Since the day in late November when he showed up at the Consumer Financial Protection Bureau, doughnuts in hand, Mick Mulvaney has said that things were going to change. For almost two months, the acting director appointed by Trump has implemented seemingly small, but important, shifts that indicate what the bureau will look like in the years ahead. In a memo to bureau staff made public by ProPublica, Mulvaney finally laid out his vision for the agency: a government entity that doesn’t “push the envelope.”
In an email to the bureau’s staff, Mulvaney said that he had been struggling to come up with a central thesis for how exactly the agency would change. Mulvaney wrote that the philosophy of the previous director, Richard Cordray, was “to aggressively ‘push the envelope’ in pursuit of the ‘mission;’ that we were the ‘good guys’ and the ‘new sheriff in town,’ out to fight the ‘bad guys.’” The acting director then declared, “That is what is going to be different.”
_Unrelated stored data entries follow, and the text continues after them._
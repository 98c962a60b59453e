// SPDX-License-Identifier: Apache-2.0
// Copyright 2025 itsakeyfut

//! Simulated ClearPad controller
//!
//! A register-level model of a ClearPad touch controller as seen from the
//! I2C bus. The controller exposes a 16-bit register space split into 256
//! pages of 256 registers; writing register `0xFF` selects the page that
//! subsequent accesses hit.
//!
//! Clones share one register file, so a test can hand one clone to the
//! transport and keep another to inspect the bus traffic and inject faults.

use super::{I2cClient, I2C_SMBUS_BLOCK_MAX};
use crate::core::error::{DriverError, Result};
use std::sync::{Arc, Mutex, MutexGuard, PoisonError};

/// Page select register shared by every page
const PAGE_SELECT: u8 = 0xFF;

/// Size of the full paged register space
const REGISTER_SPACE: usize = 0x1_0000;

/// One bus transaction as observed by the controller
#[derive(Debug, Clone, PartialEq, Eq)]
pub enum Transaction {
    /// Plain write transfer
    Send(Vec<u8>),
    /// Plain read transfer of the given length
    Recv(usize),
    /// SMBus block read from `command`
    BlockRead { command: u8, len: usize },
    /// SMBus byte write
    WriteByte { command: u8, value: u8 },
}

/// Injected failure for a future transaction
#[derive(Debug, Clone, Copy)]
struct Fault {
    /// Index of the transaction (counted from injection) that fails
    remaining: usize,
    /// Negative errno returned by the failing transaction
    rc: i32,
}

struct SimState {
    registers: Vec<u8>,
    page: u8,
    pointer: u8,
    log: Vec<Transaction>,
    fault: Option<Fault>,
    block_read_cap: Option<usize>,
    send_cap: Option<usize>,
}

impl SimState {
    fn index(&self, reg: u8) -> usize {
        ((self.page as usize) << 8) | reg as usize
    }

    /// Record a transaction and apply any pending fault
    fn begin(&mut self, op: &'static str, transaction: Transaction) -> Result<()> {
        self.log.push(transaction);
        if let Some(fault) = self.fault.as_mut() {
            if fault.remaining == 0 {
                let rc = fault.rc;
                self.fault = None;
                log::trace!("sim: injected failure on {} (rc = {})", op, rc);
                return Err(DriverError::Transfer { op, rc });
            }
            fault.remaining -= 1;
        }
        Ok(())
    }
}

/// Simulated ClearPad controller
#[derive(Clone)]
pub struct SimulatedClearpad {
    address: u16,
    name: String,
    state: Arc<Mutex<SimState>>,
}

impl SimulatedClearpad {
    /// Device name the controller advertises on the bus
    pub const DEVICE_NAME: &'static str = "clearpad_i2c";

    /// Create a controller at `address` with an all-zero register file
    ///
    /// # Example
    ///
    /// ```
    /// use input_shim::core::i2c::{I2cClient, SimulatedClearpad};
    ///
    /// let sim = SimulatedClearpad::new(0x2c);
    /// assert_eq!(sim.address(), 0x2c);
    /// assert_eq!(sim.page(), 0);
    /// ```
    pub fn new(address: u16) -> Self {
        Self::with_name(address, Self::DEVICE_NAME)
    }

    /// Create a controller advertising a custom device name
    pub fn with_name(address: u16, name: &str) -> Self {
        Self {
            address,
            name: name.to_string(),
            state: Arc::new(Mutex::new(SimState {
                registers: vec![0u8; REGISTER_SPACE],
                page: 0,
                pointer: 0,
                log: Vec::new(),
                fault: None,
                block_read_cap: None,
                send_cap: None,
            })),
        }
    }

    fn lock(&self) -> MutexGuard<'_, SimState> {
        self.state.lock().unwrap_or_else(PoisonError::into_inner)
    }

    /// Currently selected page
    pub fn page(&self) -> u8 {
        self.lock().page
    }

    /// Read a register directly, bypassing the bus
    pub fn peek(&self, addr: u16) -> u8 {
        self.lock().registers[addr as usize]
    }

    /// Write registers directly, bypassing the bus
    ///
    /// Bytes past the end of the register space are dropped.
    pub fn poke(&self, addr: u16, data: &[u8]) {
        let mut state = self.lock();
        let start = addr as usize;
        let end = (start + data.len()).min(REGISTER_SPACE);
        state.registers[start..end].copy_from_slice(&data[..end - start]);
    }

    /// Transactions observed since creation or the last [`clear_log`](Self::clear_log)
    pub fn transactions(&self) -> Vec<Transaction> {
        self.lock().log.clone()
    }

    /// Forget recorded transactions
    pub fn clear_log(&self) {
        self.lock().log.clear();
    }

    /// Make the `nth` upcoming transaction (0 = the next one) fail with `rc`
    pub fn fail_nth(&self, nth: usize, rc: i32) {
        self.lock().fault = Some(Fault { remaining: nth, rc });
    }

    /// Limit how many bytes each SMBus block read returns
    pub fn cap_block_reads(&self, cap: Option<usize>) {
        self.lock().block_read_cap = cap;
    }

    /// Limit how many bytes each plain write transfer accepts
    pub fn cap_sends(&self, cap: Option<usize>) {
        self.lock().send_cap = cap;
    }
}

impl I2cClient for SimulatedClearpad {
    fn address(&self) -> u16 {
        self.address
    }

    fn name(&self) -> &str {
        &self.name
    }

    fn master_send(&mut self, buf: &[u8]) -> Result<usize> {
        let mut state = self.lock();
        state.begin("master_send", Transaction::Send(buf.to_vec()))?;

        let accepted = state.send_cap.map_or(buf.len(), |cap| buf.len().min(cap));
        let buf = &buf[..accepted];

        match buf {
            [] => {}
            [PAGE_SELECT] => state.pointer = PAGE_SELECT,
            [PAGE_SELECT, page, ..] => {
                state.page = *page;
                log::trace!("sim: page -> 0x{:02X}", page);
            }
            [reg, data @ ..] => {
                state.pointer = *reg;
                for (i, byte) in data.iter().enumerate() {
                    let idx = state.index(reg.wrapping_add(i as u8));
                    state.registers[idx] = *byte;
                }
            }
        }

        Ok(accepted)
    }

    fn master_recv(&mut self, buf: &mut [u8]) -> Result<usize> {
        let mut state = self.lock();
        state.begin("master_recv", Transaction::Recv(buf.len()))?;

        let start = state.pointer;
        for (i, byte) in buf.iter_mut().enumerate() {
            *byte = state.registers[state.index(start.wrapping_add(i as u8))];
        }
        state.pointer = start.wrapping_add(buf.len() as u8);

        Ok(buf.len())
    }

    fn smbus_read_i2c_block_data(&mut self, command: u8, buf: &mut [u8]) -> Result<usize> {
        let mut state = self.lock();
        state.begin(
            "smbus_read_i2c_block_data",
            Transaction::BlockRead {
                command,
                len: buf.len(),
            },
        )?;

        let mut len = buf.len().min(I2C_SMBUS_BLOCK_MAX);
        if let Some(cap) = state.block_read_cap {
            len = len.min(cap);
        }
        for (i, byte) in buf[..len].iter_mut().enumerate() {
            *byte = state.registers[state.index(command.wrapping_add(i as u8))];
        }

        Ok(len)
    }

    fn smbus_write_byte_data(&mut self, command: u8, value: u8) -> Result<()> {
        let mut state = self.lock();
        state.begin(
            "smbus_write_byte_data",
            Transaction::WriteByte { command, value },
        )?;

        if command == PAGE_SELECT {
            state.page = value;
        } else {
            let idx = state.index(command);
            state.registers[idx] = value;
        }

        Ok(())
    }
}
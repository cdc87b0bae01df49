use axum::{extract::State, http::StatusCode, response::IntoResponse};
use tower_sessions::Session;

use crate::{
    model::ticket::TicketPayload,
    server::{
        controller::util::{extract::{Json, Path}, get_user::get_user_from_session},
        error::Error,
        model::app::AppState,
        service::booking::ticket::TicketService,
    },
};

/// List tickets of the logged in user's orders, or every ticket for staff
pub async fn list_tickets(
    State(state): State<AppState>,
    session: Session,
) -> Result<impl IntoResponse, Error> {
    let user = get_user_from_session(&state, &session).await?;

    let tickets = TicketService::new(&state.db).list(&user).await?;

    Ok((StatusCode::OK, Json(tickets)))
}

/// Retrieve a ticket with its journey embedded
///
/// # Responses
/// - 200 (OK): Ticket detail
/// - 401 (Unauthorized): No user in session
/// - 404 (Not Found): Ticket does not exist or belongs to another user
pub async fn get_ticket(
    State(state): State<AppState>,
    session: Session,
    Path(id): Path<i32>,
) -> Result<impl IntoResponse, Error> {
    let user = get_user_from_session(&state, &session).await?;

    let ticket = TicketService::new(&state.db).get(&user, id).await?;

    Ok((StatusCode::OK, Json(ticket)))
}

/// Book a seat on one of the logged in user's orders
///
/// # Responses
/// - 201 (Created): The booked ticket
/// - 400 (Bad Request): Order not owned by the user, missing journey, or seat/cargo out of range
/// - 401 (Unauthorized): No user in session
/// - 409 (Conflict): Seat already booked
pub async fn create_ticket(
    State(state): State<AppState>,
    session: Session,
    Json(payload): Json<TicketPayload>,
) -> Result<impl IntoResponse, Error> {
    let user = get_user_from_session(&state, &session).await?;

    let ticket = TicketService::new(&state.db).create(&user, payload).await?;

    Ok((StatusCode::CREATED, Json(ticket)))
}

pub async fn update_ticket(
    State(state): State<AppState>,
    session: Session,
    Path(id): Path<i32>,
    Json(payload): Json<TicketPayload>,
) -> Result<impl IntoResponse, Error> {
    let user = get_user_from_session(&state, &session).await?;

    let ticket = TicketService::new(&state.db)
        .update(&user, id, payload)
        .await?;

    Ok((StatusCode::OK, Json(ticket)))
}

pub async fn delete_ticket(
    State(state): State<AppState>,
    session: Session,
    Path(id): Path<i32>,
) -> Result<impl IntoResponse, Error> {
    let user = get_user_from_session(&state, &session).await?;

    TicketService::new(&state.db).delete(&user, id).await?;

    Ok(StatusCode::NO_CONTENT)
}
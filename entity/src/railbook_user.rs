use sea_orm::entity::prelude::*;

#[derive(Clone, Debug, PartialEq, DeriveEntityModel)]
#[sea_orm(table_name = "railbook_user")]
pub struct Model {
    #[sea_orm(primary_key)]
    pub id: i32,
    #[sea_orm(unique)]
    pub email: String,
    pub password_hash: String,
    pub first_name: String,
    pub last_name: String,
    pub is_staff: bool,
    pub created_at: DateTime,
}

#[derive(Copy, Clone, Debug, EnumIter, DeriveRelation)]
pub enum Relation {
    #[sea_orm(has_many = "super::booking_order::Entity")]
    BookingOrder,
}

impl Related<super::booking_order::Entity> for Entity {
    fn to() -> RelationDef {
        Relation::BookingOrder.def()
    }
}

impl ActiveModelBehavior for ActiveModel {}
//! Request and response payloads exposed by the HTTP API.
//!
//! List views are deliberately lighter than detail views: lists show names in place of
//! nested objects while detail views embed the related records.

pub mod api;
pub mod crew;
pub mod journey;
pub mod order;
pub mod route;
pub mod station;
pub mod ticket;
pub mod train;
pub mod user;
Mulvaney went on to say the “entire governing philosophy of pushing the envelope frightens me a little ... it’s not appropriate for any government entity to ‘push the envelope.’” The acting director described concerns that the bureau would overstep and create long-lasting damage to individuals, reputations, and businesses. What will this new philosophy look like in practice? Mulvaney vowed to only pursue lawsuits if evidence of “quantifiable and unavoidable harm” is found. And the agency will rely more heavily on its rulemaking efforts as the engine of change, instead of enforcement, meaning that the bureau won’t focus on fines or lawsuits to cull bad behavior. Instead, the CFPB will primarily look to the creation and implementation of new rules, in hopes of changing dangerous practices—a process that is less punitive and more time-consuming.